The required output is the exact run of lines below that opens at the line with "let app = unxchange_api::router(state);" and closes at the line with "async fn shutdown_signal()".

::::::

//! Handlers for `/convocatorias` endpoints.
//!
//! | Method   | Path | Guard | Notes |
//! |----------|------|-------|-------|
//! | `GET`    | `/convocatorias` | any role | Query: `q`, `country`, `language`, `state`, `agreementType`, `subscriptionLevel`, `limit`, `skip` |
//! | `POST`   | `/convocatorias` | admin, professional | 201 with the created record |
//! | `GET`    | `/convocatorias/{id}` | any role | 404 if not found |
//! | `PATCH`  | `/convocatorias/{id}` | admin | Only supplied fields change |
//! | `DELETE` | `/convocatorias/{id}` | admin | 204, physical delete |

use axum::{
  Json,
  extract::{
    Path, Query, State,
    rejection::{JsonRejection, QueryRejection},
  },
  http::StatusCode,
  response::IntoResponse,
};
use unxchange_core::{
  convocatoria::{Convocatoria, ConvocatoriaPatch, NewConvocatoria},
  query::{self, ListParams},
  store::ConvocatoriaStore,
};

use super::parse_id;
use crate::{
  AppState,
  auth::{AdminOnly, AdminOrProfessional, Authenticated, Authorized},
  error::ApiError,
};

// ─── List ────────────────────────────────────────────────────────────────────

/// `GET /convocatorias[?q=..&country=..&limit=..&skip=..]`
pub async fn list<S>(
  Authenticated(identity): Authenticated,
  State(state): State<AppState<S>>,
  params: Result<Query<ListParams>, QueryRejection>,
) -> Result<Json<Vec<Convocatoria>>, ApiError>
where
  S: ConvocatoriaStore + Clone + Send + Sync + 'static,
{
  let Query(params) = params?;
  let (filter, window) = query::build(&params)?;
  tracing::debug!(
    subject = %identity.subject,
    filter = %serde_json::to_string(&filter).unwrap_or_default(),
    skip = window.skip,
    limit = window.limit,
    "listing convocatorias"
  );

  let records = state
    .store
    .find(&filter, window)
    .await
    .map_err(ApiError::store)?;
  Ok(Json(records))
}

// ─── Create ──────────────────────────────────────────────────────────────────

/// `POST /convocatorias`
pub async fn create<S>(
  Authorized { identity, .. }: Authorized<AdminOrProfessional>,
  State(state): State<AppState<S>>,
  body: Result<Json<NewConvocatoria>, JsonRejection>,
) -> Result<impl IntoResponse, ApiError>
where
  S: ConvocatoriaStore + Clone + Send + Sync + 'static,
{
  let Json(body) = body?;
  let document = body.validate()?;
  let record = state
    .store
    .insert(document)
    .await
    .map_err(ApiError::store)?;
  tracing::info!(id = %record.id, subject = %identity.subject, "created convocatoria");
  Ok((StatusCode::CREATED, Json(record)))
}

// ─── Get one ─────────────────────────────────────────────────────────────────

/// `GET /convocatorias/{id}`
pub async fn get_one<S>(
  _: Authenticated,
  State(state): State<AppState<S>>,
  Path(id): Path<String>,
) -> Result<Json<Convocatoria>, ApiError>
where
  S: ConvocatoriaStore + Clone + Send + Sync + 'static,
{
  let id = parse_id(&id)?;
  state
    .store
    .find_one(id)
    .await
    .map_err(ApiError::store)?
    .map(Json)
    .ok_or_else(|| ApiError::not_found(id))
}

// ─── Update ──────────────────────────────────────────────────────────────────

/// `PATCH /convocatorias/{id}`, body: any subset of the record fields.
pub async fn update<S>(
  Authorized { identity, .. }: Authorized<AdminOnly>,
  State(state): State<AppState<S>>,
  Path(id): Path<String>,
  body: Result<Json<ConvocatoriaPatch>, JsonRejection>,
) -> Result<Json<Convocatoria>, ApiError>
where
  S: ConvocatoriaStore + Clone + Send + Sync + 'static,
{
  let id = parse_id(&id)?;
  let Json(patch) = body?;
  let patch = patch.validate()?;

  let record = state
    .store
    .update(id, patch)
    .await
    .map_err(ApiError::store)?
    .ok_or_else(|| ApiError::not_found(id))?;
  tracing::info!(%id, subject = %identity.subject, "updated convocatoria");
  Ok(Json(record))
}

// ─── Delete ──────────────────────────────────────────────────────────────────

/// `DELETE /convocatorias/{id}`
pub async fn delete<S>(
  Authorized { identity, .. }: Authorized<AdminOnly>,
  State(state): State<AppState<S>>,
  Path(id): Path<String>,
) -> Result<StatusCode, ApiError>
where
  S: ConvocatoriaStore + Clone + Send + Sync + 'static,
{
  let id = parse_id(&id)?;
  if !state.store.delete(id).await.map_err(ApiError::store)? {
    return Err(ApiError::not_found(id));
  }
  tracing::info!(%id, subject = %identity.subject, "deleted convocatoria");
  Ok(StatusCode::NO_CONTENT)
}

::::::

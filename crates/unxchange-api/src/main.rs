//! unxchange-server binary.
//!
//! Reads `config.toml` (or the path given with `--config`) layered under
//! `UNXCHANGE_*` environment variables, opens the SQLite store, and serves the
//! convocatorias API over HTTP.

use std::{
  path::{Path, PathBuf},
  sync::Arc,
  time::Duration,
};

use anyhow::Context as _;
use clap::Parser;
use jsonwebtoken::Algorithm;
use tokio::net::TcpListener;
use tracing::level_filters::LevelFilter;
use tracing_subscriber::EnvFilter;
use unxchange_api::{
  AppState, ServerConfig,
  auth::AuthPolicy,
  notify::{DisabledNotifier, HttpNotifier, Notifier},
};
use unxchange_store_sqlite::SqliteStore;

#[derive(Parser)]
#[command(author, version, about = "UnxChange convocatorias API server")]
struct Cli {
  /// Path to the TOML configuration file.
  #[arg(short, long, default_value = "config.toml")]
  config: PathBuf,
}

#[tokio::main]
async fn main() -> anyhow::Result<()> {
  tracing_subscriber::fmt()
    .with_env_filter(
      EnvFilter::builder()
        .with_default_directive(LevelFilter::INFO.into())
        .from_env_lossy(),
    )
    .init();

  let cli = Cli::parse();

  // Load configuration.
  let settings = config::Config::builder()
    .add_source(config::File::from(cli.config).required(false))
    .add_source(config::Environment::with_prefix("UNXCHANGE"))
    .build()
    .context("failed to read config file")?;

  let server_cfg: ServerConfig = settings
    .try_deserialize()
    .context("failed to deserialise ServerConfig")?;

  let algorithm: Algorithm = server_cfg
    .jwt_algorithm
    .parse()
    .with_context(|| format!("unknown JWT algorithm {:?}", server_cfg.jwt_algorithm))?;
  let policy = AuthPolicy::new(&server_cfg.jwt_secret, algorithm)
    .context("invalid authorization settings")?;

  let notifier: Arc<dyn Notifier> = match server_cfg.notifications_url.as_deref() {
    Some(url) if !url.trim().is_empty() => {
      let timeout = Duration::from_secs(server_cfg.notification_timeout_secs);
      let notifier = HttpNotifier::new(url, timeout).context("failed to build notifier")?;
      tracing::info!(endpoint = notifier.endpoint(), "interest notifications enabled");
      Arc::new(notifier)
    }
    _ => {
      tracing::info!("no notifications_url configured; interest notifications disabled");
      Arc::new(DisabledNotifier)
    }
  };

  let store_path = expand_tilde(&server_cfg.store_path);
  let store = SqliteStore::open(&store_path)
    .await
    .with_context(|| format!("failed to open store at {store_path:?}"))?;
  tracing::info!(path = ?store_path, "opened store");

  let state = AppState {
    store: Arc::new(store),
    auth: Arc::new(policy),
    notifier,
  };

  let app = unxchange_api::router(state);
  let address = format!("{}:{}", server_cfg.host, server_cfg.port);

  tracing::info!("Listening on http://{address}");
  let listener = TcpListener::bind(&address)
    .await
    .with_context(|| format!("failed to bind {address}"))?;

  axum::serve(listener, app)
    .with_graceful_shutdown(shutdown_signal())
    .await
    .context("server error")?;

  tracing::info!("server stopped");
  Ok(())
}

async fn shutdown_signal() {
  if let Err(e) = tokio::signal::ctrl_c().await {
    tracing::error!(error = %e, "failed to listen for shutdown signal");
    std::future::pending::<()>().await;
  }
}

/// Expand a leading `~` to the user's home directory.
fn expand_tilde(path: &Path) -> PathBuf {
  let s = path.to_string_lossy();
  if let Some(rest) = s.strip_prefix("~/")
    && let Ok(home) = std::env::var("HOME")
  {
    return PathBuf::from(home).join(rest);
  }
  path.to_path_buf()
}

::::::

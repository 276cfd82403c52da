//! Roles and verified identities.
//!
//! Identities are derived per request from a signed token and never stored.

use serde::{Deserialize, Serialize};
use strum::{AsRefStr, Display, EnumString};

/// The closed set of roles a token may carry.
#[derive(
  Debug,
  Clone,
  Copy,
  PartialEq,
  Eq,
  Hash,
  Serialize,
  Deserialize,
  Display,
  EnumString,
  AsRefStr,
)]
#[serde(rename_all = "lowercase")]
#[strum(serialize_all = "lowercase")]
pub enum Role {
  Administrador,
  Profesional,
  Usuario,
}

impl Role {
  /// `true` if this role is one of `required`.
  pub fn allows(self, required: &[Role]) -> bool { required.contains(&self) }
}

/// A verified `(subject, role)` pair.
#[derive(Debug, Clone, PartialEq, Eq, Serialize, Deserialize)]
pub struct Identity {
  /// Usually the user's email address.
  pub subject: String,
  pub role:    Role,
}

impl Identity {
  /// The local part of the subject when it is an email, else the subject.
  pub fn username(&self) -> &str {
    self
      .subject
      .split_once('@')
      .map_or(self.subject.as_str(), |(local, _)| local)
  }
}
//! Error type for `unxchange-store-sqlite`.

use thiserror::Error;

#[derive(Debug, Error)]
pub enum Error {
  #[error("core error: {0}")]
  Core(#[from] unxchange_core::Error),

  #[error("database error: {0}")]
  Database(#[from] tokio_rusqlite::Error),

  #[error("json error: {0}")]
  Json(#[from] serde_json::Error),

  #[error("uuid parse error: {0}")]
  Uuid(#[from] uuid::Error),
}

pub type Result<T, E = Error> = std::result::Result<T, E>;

::::::

_Response to this task_:
  let app = unxchange_api::router(state);
  let address = format!("{}:{}", server_cfg.host, server_cfg.port);

  tracing::info!("Listening on http://{address}");
  let listener = TcpListener::bind(&address)
    .await
    .with_context(|| format!("failed to bind {address}"))?;

  axum::serve(listener, app)
    .with_graceful_shutdown(shutdown_signal())
    .await
    .context("server error")?;

  tracing::info!("server stopped");
  Ok(())
}

async fn shutdown_signal() {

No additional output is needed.